▸ **What to work on**: Quote the material below exactly as written, from the first line to the line that holds "use time::OffsetDateTime;", endpoints included.

▸ **Data shown**:
*** Block opens ***
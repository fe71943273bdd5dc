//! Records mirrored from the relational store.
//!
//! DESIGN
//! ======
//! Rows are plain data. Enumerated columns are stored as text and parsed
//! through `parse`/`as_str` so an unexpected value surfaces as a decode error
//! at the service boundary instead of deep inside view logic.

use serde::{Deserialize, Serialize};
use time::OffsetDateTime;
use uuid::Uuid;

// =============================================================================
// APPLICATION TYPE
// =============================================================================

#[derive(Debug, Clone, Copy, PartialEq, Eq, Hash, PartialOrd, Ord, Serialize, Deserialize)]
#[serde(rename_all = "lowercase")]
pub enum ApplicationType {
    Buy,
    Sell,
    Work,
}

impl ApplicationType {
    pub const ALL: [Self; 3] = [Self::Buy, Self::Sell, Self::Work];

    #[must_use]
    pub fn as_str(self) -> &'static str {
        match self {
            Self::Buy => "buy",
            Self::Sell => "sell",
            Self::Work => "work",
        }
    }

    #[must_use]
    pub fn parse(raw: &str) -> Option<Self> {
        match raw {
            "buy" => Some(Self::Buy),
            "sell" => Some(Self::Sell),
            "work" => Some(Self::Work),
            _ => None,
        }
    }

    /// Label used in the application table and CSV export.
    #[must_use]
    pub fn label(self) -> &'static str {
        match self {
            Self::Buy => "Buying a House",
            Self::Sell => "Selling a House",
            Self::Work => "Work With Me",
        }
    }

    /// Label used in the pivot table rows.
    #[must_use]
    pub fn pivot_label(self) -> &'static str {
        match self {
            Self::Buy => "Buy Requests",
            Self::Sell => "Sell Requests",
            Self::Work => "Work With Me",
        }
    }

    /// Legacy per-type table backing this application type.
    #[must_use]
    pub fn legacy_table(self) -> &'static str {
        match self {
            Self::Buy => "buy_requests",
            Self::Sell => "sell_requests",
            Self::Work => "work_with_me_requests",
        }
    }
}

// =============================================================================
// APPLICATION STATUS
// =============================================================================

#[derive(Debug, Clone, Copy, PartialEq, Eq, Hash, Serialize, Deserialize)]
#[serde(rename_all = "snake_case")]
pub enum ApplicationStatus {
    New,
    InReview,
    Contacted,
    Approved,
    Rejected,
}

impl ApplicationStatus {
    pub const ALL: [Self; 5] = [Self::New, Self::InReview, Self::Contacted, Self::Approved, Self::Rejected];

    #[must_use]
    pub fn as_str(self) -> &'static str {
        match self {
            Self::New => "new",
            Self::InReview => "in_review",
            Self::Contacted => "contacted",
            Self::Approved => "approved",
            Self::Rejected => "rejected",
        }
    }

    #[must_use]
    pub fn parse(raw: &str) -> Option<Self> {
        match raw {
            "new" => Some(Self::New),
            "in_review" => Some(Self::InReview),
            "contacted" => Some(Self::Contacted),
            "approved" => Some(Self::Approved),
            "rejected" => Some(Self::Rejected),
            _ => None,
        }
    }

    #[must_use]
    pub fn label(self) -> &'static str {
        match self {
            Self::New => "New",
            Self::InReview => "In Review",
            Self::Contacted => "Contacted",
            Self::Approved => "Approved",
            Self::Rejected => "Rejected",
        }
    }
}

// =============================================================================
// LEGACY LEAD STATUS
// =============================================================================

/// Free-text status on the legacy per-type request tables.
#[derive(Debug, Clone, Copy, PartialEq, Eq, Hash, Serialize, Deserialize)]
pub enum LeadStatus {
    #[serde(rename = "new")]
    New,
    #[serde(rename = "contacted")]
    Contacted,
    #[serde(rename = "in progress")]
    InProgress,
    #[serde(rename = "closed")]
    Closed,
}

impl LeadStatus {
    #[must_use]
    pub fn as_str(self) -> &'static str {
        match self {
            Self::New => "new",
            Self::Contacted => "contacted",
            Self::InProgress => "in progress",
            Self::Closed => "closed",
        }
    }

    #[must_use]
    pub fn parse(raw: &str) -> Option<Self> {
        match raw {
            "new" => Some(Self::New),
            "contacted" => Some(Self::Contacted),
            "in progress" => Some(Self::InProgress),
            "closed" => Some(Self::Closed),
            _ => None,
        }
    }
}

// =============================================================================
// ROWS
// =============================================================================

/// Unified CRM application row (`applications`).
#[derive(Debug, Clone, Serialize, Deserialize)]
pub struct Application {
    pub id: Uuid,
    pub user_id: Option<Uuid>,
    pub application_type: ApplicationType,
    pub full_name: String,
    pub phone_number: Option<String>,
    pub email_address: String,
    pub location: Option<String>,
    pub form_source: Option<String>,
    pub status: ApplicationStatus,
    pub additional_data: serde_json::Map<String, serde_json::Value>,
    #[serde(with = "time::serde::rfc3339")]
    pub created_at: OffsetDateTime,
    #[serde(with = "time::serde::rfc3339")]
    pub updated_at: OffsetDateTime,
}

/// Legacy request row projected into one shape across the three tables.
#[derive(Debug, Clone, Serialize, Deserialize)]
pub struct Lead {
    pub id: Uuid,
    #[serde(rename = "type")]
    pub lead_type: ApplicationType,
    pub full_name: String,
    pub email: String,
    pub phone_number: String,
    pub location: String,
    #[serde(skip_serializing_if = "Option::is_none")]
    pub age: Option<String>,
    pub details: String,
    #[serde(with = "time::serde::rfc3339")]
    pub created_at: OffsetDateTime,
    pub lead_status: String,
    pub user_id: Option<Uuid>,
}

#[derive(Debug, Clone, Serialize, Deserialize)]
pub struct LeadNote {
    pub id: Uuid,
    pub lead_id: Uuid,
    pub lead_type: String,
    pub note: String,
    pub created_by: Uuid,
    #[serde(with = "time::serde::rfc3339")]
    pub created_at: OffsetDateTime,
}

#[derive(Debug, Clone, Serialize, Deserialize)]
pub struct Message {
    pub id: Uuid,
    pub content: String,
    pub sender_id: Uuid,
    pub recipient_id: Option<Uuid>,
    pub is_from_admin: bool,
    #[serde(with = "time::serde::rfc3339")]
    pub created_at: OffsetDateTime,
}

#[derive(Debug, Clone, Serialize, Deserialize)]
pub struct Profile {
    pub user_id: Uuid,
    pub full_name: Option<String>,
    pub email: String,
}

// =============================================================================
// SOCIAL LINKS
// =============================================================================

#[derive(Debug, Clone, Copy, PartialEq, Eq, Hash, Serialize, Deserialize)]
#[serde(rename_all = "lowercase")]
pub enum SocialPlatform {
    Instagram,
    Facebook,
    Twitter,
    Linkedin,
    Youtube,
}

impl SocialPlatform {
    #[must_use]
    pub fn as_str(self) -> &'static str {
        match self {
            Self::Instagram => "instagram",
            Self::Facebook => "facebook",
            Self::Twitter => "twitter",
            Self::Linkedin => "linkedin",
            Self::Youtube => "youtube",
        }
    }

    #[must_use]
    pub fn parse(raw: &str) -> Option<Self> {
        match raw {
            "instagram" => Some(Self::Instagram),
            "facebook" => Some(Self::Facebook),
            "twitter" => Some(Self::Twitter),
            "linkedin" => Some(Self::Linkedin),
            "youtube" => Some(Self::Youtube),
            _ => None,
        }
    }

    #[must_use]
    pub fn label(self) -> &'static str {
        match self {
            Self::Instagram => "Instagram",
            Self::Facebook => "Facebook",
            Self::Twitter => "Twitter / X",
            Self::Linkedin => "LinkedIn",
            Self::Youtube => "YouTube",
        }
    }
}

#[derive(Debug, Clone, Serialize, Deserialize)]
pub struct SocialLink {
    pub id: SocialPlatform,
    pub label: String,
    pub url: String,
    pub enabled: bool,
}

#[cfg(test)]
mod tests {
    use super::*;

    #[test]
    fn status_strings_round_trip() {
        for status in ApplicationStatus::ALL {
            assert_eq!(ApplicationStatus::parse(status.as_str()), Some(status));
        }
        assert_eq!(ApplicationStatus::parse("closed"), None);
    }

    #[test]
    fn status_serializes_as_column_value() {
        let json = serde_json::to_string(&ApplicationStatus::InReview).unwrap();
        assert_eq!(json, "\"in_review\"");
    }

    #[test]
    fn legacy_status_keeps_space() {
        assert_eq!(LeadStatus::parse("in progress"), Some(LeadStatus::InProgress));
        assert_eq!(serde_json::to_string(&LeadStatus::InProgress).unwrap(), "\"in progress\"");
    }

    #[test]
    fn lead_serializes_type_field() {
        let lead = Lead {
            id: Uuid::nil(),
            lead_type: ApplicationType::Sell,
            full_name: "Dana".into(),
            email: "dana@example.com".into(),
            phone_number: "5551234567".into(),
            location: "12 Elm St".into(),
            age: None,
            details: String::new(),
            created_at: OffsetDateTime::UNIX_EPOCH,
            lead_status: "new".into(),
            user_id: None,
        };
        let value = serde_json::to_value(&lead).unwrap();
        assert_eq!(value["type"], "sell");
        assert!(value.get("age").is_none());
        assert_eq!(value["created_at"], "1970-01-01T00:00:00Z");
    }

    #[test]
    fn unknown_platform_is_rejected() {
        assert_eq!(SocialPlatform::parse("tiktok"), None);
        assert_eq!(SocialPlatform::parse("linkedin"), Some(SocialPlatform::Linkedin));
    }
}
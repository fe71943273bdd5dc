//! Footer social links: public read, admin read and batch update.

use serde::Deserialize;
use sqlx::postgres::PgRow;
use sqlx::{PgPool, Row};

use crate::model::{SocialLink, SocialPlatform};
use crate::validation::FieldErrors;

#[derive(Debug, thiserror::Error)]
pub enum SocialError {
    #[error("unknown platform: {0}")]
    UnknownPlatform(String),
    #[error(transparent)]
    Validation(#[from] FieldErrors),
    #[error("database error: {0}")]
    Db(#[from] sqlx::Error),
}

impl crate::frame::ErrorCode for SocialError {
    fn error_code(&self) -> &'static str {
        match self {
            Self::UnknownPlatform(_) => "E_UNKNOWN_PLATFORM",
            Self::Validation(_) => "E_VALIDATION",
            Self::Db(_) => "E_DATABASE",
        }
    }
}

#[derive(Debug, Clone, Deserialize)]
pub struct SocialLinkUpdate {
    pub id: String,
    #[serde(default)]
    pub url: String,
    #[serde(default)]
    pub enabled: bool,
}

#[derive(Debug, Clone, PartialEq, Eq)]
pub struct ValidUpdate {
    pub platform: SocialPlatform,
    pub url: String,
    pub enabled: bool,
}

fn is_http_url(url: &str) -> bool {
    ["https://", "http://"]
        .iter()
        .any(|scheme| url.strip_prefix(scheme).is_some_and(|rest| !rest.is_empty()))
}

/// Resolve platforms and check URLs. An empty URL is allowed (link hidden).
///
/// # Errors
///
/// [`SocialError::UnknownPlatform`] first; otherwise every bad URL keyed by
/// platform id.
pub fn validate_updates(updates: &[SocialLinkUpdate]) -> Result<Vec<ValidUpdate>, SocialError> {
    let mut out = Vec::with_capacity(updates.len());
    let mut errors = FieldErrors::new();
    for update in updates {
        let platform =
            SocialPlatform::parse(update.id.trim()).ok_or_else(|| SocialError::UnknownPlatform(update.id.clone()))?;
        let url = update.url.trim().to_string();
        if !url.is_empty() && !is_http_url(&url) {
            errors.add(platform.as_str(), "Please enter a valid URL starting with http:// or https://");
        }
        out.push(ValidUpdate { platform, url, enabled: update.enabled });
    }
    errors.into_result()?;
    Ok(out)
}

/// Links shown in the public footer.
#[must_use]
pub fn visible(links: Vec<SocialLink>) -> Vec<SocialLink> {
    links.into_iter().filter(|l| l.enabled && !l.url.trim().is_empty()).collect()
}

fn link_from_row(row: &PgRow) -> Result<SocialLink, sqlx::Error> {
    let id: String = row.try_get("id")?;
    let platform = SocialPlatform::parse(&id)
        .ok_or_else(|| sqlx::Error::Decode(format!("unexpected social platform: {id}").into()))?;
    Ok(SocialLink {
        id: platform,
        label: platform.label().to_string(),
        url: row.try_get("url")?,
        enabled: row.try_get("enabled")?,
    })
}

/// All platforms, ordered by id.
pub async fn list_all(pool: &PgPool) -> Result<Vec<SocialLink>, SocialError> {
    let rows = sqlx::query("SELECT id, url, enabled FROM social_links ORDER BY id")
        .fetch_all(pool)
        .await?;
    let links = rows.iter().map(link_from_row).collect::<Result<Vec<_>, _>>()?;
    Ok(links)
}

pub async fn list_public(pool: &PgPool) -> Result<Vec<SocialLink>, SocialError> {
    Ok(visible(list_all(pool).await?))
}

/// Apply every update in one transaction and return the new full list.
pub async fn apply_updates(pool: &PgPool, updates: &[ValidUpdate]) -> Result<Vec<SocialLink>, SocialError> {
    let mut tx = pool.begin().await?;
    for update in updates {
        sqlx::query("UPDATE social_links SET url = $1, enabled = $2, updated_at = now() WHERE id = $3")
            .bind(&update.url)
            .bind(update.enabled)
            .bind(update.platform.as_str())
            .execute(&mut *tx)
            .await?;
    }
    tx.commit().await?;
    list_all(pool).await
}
*** Block closes ***
▸ **Answer to this exercise**:
repository fe71943273bdd5dc
//! Records mirrored from the relational store.
//!
//! DESIGN
//! ======
//! Rows are plain data. Enumerated columns are stored as text and parsed
//! through `parse`/`as_str` so an unexpected value surfaces as a decode error
//! at the service boundary instead of deep inside view logic.

use serde::{Deserialize, Serialize};
use time::OffsetDateTime;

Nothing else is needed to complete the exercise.